Scientists have been analyzing these energies since 1857 and British physicist John Tyndall who wrote, “Water vapor is the principle gas heating the atmosphere.” He too made absolutely no reference to carbon dioxide because he considered it insignificant.
Well, superficially it would seem that carbon is trivial. The atmosphere is 78% nitrogen, 18% oxygen, around 1-2% water vapor, 1% trace gases not relevant to atmospheric physics and a mere 0.038% carbon dioxide and 0.00017% methane.
Atmospheric heating is done by infrared, IR, heat energy from sunlight, with wavelengths between 1 and 16 micrometers, which is invisible but we feel as heat on our skin. Nitrogen and oxygen absorb no IR from sunlight; they are transparent to it.
But, climate change is happening, global average temperatures are rising and ice sheets are melting. Burning fossil fuels releases carbon dioxide into the atmosphere and belching beef cattle release methane.
The greenhouse effect is, as we said, an entirely natural phenomenon. If we didn’t have the natural greenhouse effect, the earth’s average temperature would be about -25 Celsius, instead of a relatively mild almost 15 Celsius.
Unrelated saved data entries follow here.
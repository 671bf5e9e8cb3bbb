//! API configuration module.
//!
//! Configuration is loaded from environment variables with fallback to defaults.
//!
//! | Variable              | Default   |
//! |-----------------------|-----------|
//! | `RECEIPTS_BIND_ADDR`  | `0.0.0.0` |
//! | `RECEIPTS_PORT`       | `8080`    |
//! | `RECEIPTS_VALIDATE`   | `true`    |
//! | `RECEIPTS_LOG_FILTER` | `info`    |

use std::env;

/// Default HTTP port.
pub const DEFAULT_PORT: u16 = 8080;

/// API server configuration.
#[derive(Debug, Clone, PartialEq, Eq)]
pub struct ApiConfig {
    /// Bind address (default: 0.0.0.0)
    pub bind_addr: String,

    /// HTTP port
    pub port: u16,

    /// Run the semantic checks (calendar, clock, total) on submitted receipts
    pub validate: bool,

    /// `tracing` filter used when `RUST_LOG` is not set
    pub log_filter: String,
}

impl Default for ApiConfig {
    fn default() -> Self {
        ApiConfig {
            bind_addr: "0.0.0.0".to_string(),
            port: DEFAULT_PORT,
            validate: true,
            log_filter: "info".to_string(),
        }
    }
}

impl ApiConfig {
    /// Load configuration from environment variables.
    pub fn load() -> Result<Self, ConfigError> {
        Self::from_lookup(|key| env::var(key).ok())
    }

    /// Load configuration through an arbitrary key lookup.
    pub fn from_lookup<F>(lookup: F) -> Result<Self, ConfigError>
    where
        F: Fn(&str) -> Option<String>,
    {
        let defaults = ApiConfig::default();

        Ok(ApiConfig {
            bind_addr: lookup("RECEIPTS_BIND_ADDR").unwrap_or(defaults.bind_addr),

            port: match lookup("RECEIPTS_PORT") {
                Some(raw) => raw
                    .trim()
                    .parse()
                    .map_err(|_| ConfigError::InvalidValue("RECEIPTS_PORT".to_string()))?,
                None => defaults.port,
            },

            validate: match lookup("RECEIPTS_VALIDATE") {
                Some(raw) => raw
                    .trim()
                    .to_ascii_lowercase()
                    .parse()
                    .map_err(|_| ConfigError::InvalidValue("RECEIPTS_VALIDATE".to_string()))?,
                None => defaults.validate,
            },

            log_filter: lookup("RECEIPTS_LOG_FILTER").unwrap_or(defaults.log_filter),
        })
    }

    /// Returns the full bind address.
    pub fn bind_address(&self) -> String {
        format!("{}:{}", self.bind_addr, self.port)
    }
}

/// Configuration error types.
#[derive(Debug, thiserror::Error)]
pub enum ConfigError {
    #[error("Invalid value for {0}")]
    InvalidValue(String),
}

#[cfg(test)]
mod tests {
    use super::*;
    use std::collections::HashMap;

    fn load(vars: &[(&str, &str)]) -> Result<ApiConfig, ConfigError> {
        let vars: HashMap<String, String> = vars
            .iter()
            .map(|(k, v)| (k.to_string(), v.to_string()))
            .collect();
        ApiConfig::from_lookup(|key| vars.get(key).cloned())
    }

    #[test]
    fn test_defaults() {
        let config = load(&[]).unwrap();
        assert_eq!(config, ApiConfig::default());
        assert_eq!(config.bind_address(), "0.0.0.0:8080");
        assert!(config.validate);
    }

    #[test]
    fn test_overrides() {
        let config = load(&[
            ("RECEIPTS_BIND_ADDR", "127.0.0.1"),
            ("RECEIPTS_PORT", "9000"),
            ("RECEIPTS_VALIDATE", "FALSE"),
            ("RECEIPTS_LOG_FILTER", "receipt_api=debug"),
        ])
        .unwrap();

        assert_eq!(config.bind_address(), "127.0.0.1:9000");
        assert!(!config.validate);
        assert_eq!(config.log_filter, "receipt_api=debug");
    }

    #[test]
    fn test_invalid_values() {
        let err = load(&[("RECEIPTS_PORT", "eighty")]).unwrap_err();
        assert!(matches!(err, ConfigError::InvalidValue(ref name) if name == "RECEIPTS_PORT"));

        let err = load(&[("RECEIPTS_PORT", "70000")]).unwrap_err();
        assert!(matches!(err, ConfigError::InvalidValue(_)));

        let err = load(&[("RECEIPTS_VALIDATE", "yes")]).unwrap_err();
        assert_eq!(err.to_string(), "Invalid value for RECEIPTS_VALIDATE");
    }
}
There would not be life on earth as we know it, and the earth would most likely be a frozen ball of ice. The greenhouse effect is caused by naturally occurring levels of greenhouse gases in the atmosphere, including water vapor, carbon dioxide, methane, nitrous oxide, and several others in trace amounts.
The actual amounts of these various gases in the atmosphere does not complete the picture in terms of the greenhouse effect and the climate debate. What is important is how powerful the gases are, not their absolute concentrations.
Back in the 1700s and 1800s, scientists did think that water vapor accounted for all of the greenhouse effect. It is such an effective absorber, and occurs in relatively high concentrations near the earth’s surface, that how could it not be? But then they began to realize, on the basis of high-altitude balloon measurements, that water vapor levels drop off very quickly with height; whereas carbon dioxide, methane, and other gases remain well-mixed throughout the lower atmosphere. Not only that, but greenhouse gases are much more effective higher up in the atmosphere where it’s colder, as opposed to near the warm surface of the earth.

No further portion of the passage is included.